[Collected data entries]
◇ ◇ ◇ ◇
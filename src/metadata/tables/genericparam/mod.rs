//! Generic parameters and their constraints, §II.22.20 and §II.22.21.

use std::sync::Arc;

mod owned;

pub use owned::*;

/// A vector that holds a list of `GenericParam`
pub type GenericParamList = Arc<boxcar::Vec<GenericParamRc>>;
/// A reference to a `GenericParam`
pub type GenericParamRc = Arc<GenericParam>;

#[allow(non_snake_case)]
/// All possible flags for `GenericParamAttributes`
pub mod GenericParamAttributes {
    /// Mask for the variance bits
    pub const VARIANCE_MASK: u32 = 0x0003;
    /// The generic parameter is non-variant and has no special constraints
    pub const NONE: u32 = 0x0000;
    /// The generic parameter is covariant
    pub const COVARIANT: u32 = 0x0001;
    /// The generic parameter is contravariant
    pub const CONTRAVARIANT: u32 = 0x0002;
    /// Mask for the special constraint bits
    pub const SPECIAL_CONSTRAINT_MASK: u32 = 0x001C;
    /// The generic parameter has the `class` special constraint
    pub const REFERENCE_TYPE_CONSTRAINT: u32 = 0x0004;
    /// The generic parameter has the `valuetype` special constraint
    pub const NOT_NULLABLE_VALUE_TYPE_CONSTRAINT: u32 = 0x0008;
    /// The generic parameter has the `.ctor` special constraint
    pub const DEFAULT_CONSTRUCTOR_CONSTRAINT: u32 = 0x0010;
}
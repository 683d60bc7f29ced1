//! Reflection view of applied custom attributes.
//!
//! Reflection hands out attribute instances as a constructor plus *typed* arguments.
//! Scalars are typed values, while arrays arrive as a read-only collection of typed
//! sub-arguments that must be unpacked element by element to rebuild the attribute.

use crate::metadata::{
    customattributes::{CustomAttributeArgument, CustomAttributeValue},
    method::MethodRc,
};

/// An applied attribute as seen through reflection
#[derive(Debug, Clone)]
pub struct CustomAttributeData {
    /// The attribute constructor
    pub constructor: MethodRc,
    /// Constructor arguments
    pub constructor_arguments: Vec<TypedArgument>,
    /// Named field and property arguments
    pub named_arguments: Vec<NamedArgument>,
}

/// A typed argument value
#[derive(Debug, Clone, PartialEq)]
pub struct TypedArgument {
    /// Full name of the argument type
    pub arg_type: String,
    /// The value
    pub value: TypedArgumentValue,
}

/// Payload of a [`TypedArgument`]
#[derive(Debug, Clone, PartialEq)]
pub enum TypedArgumentValue {
    /// A single value
    Scalar(CustomAttributeArgument),
    /// An array, as a collection of typed elements
    Collection(Vec<TypedArgument>),
}

/// A typed named argument
#[derive(Debug, Clone, PartialEq)]
pub struct NamedArgument {
    /// True for fields, false for properties
    pub is_field: bool,
    /// Member name
    pub member_name: String,
    /// The typed value
    pub typed_value: TypedArgument,
}

impl TypedArgument {
    fn from_argument(arg: &CustomAttributeArgument) -> Self {
        let value = match arg {
            CustomAttributeArgument::Array(_, items) => TypedArgumentValue::Collection(
                items.iter().map(TypedArgument::from_argument).collect(),
            ),
            scalar => TypedArgumentValue::Scalar(scalar.clone()),
        };

        TypedArgument {
            arg_type: arg.type_name(),
            value,
        }
    }
}

impl CustomAttributeData {
    /// The reflection view of a stored attribute value
    #[must_use]
    pub fn from_value(value: &CustomAttributeValue) -> Self {
        CustomAttributeData {
            constructor: value.constructor.clone(),
            constructor_arguments: value
                .fixed_args
                .iter()
                .map(TypedArgument::from_argument)
                .collect(),
            named_arguments: value
                .named_args
                .iter()
                .map(|named| NamedArgument {
                    is_field: named.is_field,
                    member_name: named.name.clone(),
                    typed_value: TypedArgument::from_argument(&named.value),
                })
                .collect(),
        }
    }
}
◇ ◇ ◇ ◇
**WHAT IS NEEDED**
Word for word, restate each of the records above.

**EXERCISE RESULT**
filename src/metadata/tables/genericparam/mod.rs
//! Generic parameters and their constraints, §II.22.20 and §II.22.21.

use std::sync::Arc;

mod owned;

pub use owned::*;

/// A vector that holds a list of `GenericParam`
pub type GenericParamList = Arc<boxcar::Vec<GenericParamRc>>;
/// A reference to a `GenericParam`
pub type GenericParamRc = Arc<GenericParam>;

#[allow(non_snake_case)]
/// All possible flags for `GenericParamAttributes`
pub mod GenericParamAttributes {
    /// Mask for the variance bits
    pub const VARIANCE_MASK: u32 = 0x0003;
    /// The generic parameter is non-variant and has no special constraints
    pub const NONE: u32 = 0x0000;
    /// The generic parameter is covariant
    pub const COVARIANT: u32 = 0x0001;
    /// The generic parameter is contravariant
    pub const CONTRAVARIANT: u32 = 0x0002;
    /// Mask for the special constraint bits
    pub const SPECIAL_CONSTRAINT_MASK: u32 = 0x001C;
    /// The generic parameter has the `class` special constraint
    pub const REFERENCE_TYPE_CONSTRAINT: u32 = 0x0004;
    /// The generic parameter has the `valuetype` special constraint
    pub const NOT_NULLABLE_VALUE_TYPE_CONSTRAINT: u32 = 0x0008;
    /// The generic parameter has the `.ctor` special constraint
    pub const DEFAULT_CONSTRUCTOR_CONSTRAINT: u32 = 0x0010;
}
repository 683d60bc7f29ced1
//! Reflection view of applied custom attributes.
//!
//! Reflection hands out attribute instances as a constructor plus *typed* arguments.
//! Scalars are typed values, while arrays arrive as a read-only collection of typed
//! sub-arguments that must be unpacked element by element to rebuild the attribute.

use crate::metadata::{
    customattributes::{CustomAttributeArgument, CustomAttributeValue},
    method::MethodRc,
};

/// An applied attribute as seen through reflection
#[derive(Debug, Clone)]
pub struct CustomAttributeData {
    /// The attribute constructor
    pub constructor: MethodRc,
    /// Constructor arguments
    pub constructor_arguments: Vec<TypedArgument>,
    /// Named field and property arguments
    pub named_arguments: Vec<NamedArgument>,
}

/// A typed argument value
#[derive(Debug, Clone, PartialEq)]
pub struct TypedArgument {
    /// Full name of the argument type
    pub arg_type: String,
    /// The value
    pub value: TypedArgumentValue,
}

/// Payload of a [`TypedArgument`]
#[derive(Debug, Clone, PartialEq)]
pub enum TypedArgumentValue {
    /// A single value
    Scalar(CustomAttributeArgument),
    /// An array, as a collection of typed elements
    Collection(Vec<TypedArgument>),
}

/// A typed named argument
#[derive(Debug, Clone, PartialEq)]
pub struct NamedArgument {
    /// True for fields, false for properties
    pub is_field: bool,
    /// Member name
    pub member_name: String,
    /// The typed value
    pub typed_value: TypedArgument,
}

impl TypedArgument {
    fn from_argument(arg: &CustomAttributeArgument) -> Self {
        let value = match arg {
            CustomAttributeArgument::Array(_, items) => TypedArgumentValue::Collection(
                items.iter().map(TypedArgument::from_argument).collect(),
            ),
            scalar => TypedArgumentValue::Scalar(scalar.clone()),
        };

        TypedArgument {
            arg_type: arg.type_name(),
            value,
        }
    }
}

impl CustomAttributeData {
    /// The reflection view of a stored attribute value
    #[must_use]
    pub fn from_value(value: &CustomAttributeValue) -> Self {
        CustomAttributeData {
            constructor: value.constructor.clone(),
            constructor_arguments: value
                .fixed_args
                .iter()
                .map(TypedArgument::from_argument)
                .collect(),
            named_arguments: value
                .named_args
                .iter()
                .map(|named| NamedArgument {
                    is_field: named.is_field,
                    member_name: named.name.clone(),
                    typed_value: TypedArgument::from_argument(&named.value),
                })
                .collect(),
        }
    }
}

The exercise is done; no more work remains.